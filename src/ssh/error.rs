//! SSH connection errors

use thiserror::Error;

#[derive(Error, Debug)]
pub enum ConnectionError {
    #[error("Unsupported key type: {0}")]
    UnsupportedKeyType(String),

    #[error("Invalid private key: {0}")]
    InvalidKey(String),

    #[error("No password or private key configured")]
    NoCredentials,

    #[error("Connection timed out after {0}s")]
    Timeout(u64),

    #[error("Authentication rejected by server")]
    AuthRejected,

    #[error("Host unreachable: {0}")]
    Unreachable(String),

    #[error("Host key for {host} changed (expected {expected}, got {actual})")]
    HostKeyMismatch {
        host: String,
        expected: String,
        actual: String,
    },

    #[error("Channel error: {0}")]
    Channel(String),

    #[error("SSH protocol error: {0}")]
    Protocol(String),
}

impl ConnectionError {
    /// Close reason sent to the browser when the connect attempt fails
    pub fn close_reason(&self) -> String {
        match self {
            ConnectionError::Timeout(_) => "SSH connection failed: timeout".to_string(),
            ConnectionError::AuthRejected => {
                "SSH connection failed: authentication rejected".to_string()
            }
            ConnectionError::UnsupportedKeyType(_) => {
                "SSH connection failed: unsupported key type".to_string()
            }
            ConnectionError::InvalidKey(_) => "SSH connection failed: invalid key".to_string(),
            ConnectionError::NoCredentials => {
                "SSH connection failed: no credentials configured".to_string()
            }
            ConnectionError::Unreachable(_) => "SSH connection failed: host unreachable".to_string(),
            ConnectionError::HostKeyMismatch { .. } => {
                "SSH connection failed: host key changed".to_string()
            }
            ConnectionError::Channel(_) | ConnectionError::Protocol(_) => {
                "SSH connection failed".to_string()
            }
        }
    }
}

impl From<russh::Error> for ConnectionError {
    fn from(err: russh::Error) -> Self {
        match err {
            russh::Error::IO(e) => ConnectionError::Unreachable(e.to_string()),
            other => ConnectionError::Protocol(other.to_string()),
        }
    }
}

impl From<russh::keys::Error> for ConnectionError {
    fn from(err: russh::keys::Error) -> Self {
        ConnectionError::InvalidKey(err.to_string())
    }
}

________________________

**WORK INSTRUCTION:** Repeat word for word every line from the start of the entries to the line holding "connect attempt fails", inclusive, and nothing else.

**SOLUTION:**
filename src/ssh/error.rs
//! SSH connection errors

use thiserror::Error;

#[derive(Error, Debug)]
pub enum ConnectionError {
    #[error("Unsupported key type: {0}")]
    UnsupportedKeyType(String),

    #[error("Invalid private key: {0}")]
    InvalidKey(String),

    #[error("No password or private key configured")]
    NoCredentials,

    #[error("Connection timed out after {0}s")]
    Timeout(u64),

    #[error("Authentication rejected by server")]
    AuthRejected,

    #[error("Host unreachable: {0}")]
    Unreachable(String),

    #[error("Host key for {host} changed (expected {expected}, got {actual})")]
    HostKeyMismatch {
        host: String,
        expected: String,
        actual: String,
    },

    #[error("Channel error: {0}")]
    Channel(String),

    #[error("SSH protocol error: {0}")]
    Protocol(String),
}

impl ConnectionError {
    /// Close reason sent to the browser when the connect attempt fails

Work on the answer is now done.